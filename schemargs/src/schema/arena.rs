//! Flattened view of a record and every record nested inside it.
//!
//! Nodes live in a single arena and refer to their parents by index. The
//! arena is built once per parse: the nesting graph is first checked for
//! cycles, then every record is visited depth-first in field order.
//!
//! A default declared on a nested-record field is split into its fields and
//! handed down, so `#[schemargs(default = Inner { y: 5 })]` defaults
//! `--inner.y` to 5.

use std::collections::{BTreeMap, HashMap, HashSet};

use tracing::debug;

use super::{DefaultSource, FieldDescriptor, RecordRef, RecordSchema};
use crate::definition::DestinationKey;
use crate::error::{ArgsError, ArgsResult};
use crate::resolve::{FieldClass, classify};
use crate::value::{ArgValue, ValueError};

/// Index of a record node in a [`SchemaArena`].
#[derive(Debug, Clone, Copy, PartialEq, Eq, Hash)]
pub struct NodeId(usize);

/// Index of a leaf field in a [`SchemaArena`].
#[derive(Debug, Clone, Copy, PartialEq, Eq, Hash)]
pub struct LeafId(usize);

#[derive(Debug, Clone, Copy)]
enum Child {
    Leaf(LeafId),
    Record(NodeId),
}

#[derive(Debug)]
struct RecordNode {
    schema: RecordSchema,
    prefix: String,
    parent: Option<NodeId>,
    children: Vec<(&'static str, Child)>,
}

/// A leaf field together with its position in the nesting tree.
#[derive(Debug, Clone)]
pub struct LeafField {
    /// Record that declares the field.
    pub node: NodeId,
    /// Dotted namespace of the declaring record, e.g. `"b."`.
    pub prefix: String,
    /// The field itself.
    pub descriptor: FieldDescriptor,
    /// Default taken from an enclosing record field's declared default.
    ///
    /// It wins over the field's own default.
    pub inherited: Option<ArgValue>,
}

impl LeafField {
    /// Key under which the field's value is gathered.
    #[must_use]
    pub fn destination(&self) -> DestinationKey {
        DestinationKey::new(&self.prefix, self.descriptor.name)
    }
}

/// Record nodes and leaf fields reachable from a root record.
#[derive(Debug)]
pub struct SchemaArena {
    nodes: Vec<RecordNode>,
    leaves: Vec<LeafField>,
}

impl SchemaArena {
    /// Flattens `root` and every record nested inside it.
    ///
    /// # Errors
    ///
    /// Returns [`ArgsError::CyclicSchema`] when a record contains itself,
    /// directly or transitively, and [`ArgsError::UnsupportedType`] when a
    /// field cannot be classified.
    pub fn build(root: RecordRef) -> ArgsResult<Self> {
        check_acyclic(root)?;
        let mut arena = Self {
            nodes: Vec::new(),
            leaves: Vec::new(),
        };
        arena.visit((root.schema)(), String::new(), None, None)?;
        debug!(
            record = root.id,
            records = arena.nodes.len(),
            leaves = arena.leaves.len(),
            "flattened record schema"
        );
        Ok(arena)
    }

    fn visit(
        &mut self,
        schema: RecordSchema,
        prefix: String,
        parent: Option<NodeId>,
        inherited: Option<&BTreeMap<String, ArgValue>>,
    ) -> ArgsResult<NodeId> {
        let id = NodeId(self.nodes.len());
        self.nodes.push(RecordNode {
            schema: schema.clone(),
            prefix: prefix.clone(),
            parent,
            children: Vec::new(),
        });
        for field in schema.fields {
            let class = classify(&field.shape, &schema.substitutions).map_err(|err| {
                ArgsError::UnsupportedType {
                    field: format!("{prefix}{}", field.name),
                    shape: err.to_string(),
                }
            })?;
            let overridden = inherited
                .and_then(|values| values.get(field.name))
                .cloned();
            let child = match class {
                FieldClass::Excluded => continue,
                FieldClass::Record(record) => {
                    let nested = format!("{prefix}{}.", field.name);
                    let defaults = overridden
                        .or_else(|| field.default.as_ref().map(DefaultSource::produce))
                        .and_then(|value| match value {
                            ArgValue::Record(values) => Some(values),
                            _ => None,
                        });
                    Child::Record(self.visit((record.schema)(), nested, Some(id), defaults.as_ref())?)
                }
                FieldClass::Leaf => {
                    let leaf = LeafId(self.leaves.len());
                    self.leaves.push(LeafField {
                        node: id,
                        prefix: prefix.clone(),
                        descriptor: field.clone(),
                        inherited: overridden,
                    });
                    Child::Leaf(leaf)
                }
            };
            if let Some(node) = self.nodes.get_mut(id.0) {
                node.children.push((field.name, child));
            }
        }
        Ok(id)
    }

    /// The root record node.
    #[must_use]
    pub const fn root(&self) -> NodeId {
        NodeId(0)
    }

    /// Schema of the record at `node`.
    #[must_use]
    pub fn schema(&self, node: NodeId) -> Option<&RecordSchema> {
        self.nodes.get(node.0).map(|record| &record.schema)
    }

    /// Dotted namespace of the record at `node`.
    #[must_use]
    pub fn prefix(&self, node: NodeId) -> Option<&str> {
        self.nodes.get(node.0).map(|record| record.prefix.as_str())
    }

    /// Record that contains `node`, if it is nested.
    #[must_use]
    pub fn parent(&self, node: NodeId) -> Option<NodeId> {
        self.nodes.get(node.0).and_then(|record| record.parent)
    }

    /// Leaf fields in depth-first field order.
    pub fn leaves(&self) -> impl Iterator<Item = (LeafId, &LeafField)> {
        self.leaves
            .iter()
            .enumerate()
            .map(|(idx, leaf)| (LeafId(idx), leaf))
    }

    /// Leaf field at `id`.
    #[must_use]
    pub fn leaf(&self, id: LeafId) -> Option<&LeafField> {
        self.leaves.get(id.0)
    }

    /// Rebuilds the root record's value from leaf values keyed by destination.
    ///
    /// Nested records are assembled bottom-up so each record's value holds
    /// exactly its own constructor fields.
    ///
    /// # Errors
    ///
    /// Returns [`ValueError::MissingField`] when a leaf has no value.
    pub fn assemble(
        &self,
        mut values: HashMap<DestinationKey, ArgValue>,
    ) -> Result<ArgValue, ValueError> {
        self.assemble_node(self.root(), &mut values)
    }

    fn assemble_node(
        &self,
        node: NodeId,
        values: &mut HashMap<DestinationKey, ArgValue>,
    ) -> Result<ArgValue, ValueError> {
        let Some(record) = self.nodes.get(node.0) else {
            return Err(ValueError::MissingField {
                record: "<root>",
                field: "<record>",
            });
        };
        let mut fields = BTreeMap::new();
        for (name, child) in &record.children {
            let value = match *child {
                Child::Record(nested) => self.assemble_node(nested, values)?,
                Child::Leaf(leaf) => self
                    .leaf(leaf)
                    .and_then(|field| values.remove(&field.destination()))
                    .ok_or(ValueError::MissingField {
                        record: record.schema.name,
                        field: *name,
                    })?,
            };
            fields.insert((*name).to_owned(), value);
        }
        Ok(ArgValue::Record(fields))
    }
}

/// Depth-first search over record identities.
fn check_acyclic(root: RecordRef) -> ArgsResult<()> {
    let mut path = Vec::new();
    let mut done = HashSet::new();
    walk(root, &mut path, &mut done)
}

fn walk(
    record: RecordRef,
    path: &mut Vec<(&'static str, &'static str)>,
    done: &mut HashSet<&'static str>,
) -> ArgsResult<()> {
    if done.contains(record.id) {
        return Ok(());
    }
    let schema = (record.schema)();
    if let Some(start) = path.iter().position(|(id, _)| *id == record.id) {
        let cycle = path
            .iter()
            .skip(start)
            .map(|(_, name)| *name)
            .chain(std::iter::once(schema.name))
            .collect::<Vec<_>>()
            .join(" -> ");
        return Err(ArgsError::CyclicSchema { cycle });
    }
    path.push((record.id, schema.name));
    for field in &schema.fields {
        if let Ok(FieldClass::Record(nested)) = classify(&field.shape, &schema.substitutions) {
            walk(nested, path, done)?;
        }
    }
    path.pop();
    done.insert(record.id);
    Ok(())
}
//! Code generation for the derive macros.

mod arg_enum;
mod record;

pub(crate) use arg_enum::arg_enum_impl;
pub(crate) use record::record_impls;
+===+
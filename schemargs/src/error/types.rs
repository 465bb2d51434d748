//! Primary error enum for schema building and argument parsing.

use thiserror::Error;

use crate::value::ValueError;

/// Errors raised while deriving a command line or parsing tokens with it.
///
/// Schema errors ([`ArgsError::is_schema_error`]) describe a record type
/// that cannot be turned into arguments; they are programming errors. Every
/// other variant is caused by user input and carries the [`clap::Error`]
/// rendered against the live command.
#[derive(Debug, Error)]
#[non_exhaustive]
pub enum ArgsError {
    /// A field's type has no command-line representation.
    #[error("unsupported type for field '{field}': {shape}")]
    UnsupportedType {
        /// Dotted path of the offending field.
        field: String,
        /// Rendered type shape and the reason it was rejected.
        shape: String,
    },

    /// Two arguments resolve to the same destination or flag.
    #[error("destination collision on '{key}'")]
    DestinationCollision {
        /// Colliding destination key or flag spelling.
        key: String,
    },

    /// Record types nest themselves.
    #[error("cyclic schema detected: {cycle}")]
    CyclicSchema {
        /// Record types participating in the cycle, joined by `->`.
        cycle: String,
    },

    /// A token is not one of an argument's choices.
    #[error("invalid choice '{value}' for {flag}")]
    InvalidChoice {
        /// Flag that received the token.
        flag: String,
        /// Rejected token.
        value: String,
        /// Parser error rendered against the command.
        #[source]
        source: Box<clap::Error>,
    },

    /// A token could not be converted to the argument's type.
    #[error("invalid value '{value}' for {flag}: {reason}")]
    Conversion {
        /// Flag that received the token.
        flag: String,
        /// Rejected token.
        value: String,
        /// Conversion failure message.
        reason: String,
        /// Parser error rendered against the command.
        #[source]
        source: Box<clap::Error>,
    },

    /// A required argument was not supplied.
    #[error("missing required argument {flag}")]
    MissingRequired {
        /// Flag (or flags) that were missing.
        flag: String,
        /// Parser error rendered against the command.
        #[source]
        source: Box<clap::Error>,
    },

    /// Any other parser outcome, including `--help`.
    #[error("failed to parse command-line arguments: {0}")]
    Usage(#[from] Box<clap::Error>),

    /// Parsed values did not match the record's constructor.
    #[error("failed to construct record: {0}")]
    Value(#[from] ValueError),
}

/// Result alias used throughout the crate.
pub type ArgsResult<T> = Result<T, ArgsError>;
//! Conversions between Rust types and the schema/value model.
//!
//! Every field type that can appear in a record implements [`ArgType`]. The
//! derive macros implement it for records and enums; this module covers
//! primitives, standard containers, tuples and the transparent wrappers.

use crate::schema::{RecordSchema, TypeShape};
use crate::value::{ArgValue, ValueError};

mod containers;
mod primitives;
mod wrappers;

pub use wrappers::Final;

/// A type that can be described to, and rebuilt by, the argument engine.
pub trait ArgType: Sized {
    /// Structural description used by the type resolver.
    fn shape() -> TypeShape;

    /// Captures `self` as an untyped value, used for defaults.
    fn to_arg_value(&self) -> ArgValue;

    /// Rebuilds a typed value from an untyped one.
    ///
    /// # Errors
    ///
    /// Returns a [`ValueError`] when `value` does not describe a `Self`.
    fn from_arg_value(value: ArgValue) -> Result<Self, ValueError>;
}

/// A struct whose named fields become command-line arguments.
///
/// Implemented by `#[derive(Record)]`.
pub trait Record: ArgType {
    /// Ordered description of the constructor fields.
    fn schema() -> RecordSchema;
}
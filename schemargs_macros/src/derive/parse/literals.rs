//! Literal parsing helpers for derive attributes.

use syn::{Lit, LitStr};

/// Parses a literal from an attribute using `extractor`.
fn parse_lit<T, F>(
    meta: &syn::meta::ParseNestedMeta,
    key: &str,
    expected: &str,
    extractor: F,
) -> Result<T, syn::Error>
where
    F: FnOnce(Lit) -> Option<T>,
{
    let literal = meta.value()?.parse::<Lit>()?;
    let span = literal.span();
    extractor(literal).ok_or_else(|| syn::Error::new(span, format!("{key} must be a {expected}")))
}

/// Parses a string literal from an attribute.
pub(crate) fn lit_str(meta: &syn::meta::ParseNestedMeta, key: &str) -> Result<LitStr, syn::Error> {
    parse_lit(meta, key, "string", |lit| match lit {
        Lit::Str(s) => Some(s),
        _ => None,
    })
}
+===+
What is being asked: Every line above that includes the string "Dotted" needs to be copied.

Solution:
    /// Dotted namespace of the declaring record, e.g. `"b."`.
    /// Dotted namespace of the record at `node`.
        /// Dotted path of the offending field.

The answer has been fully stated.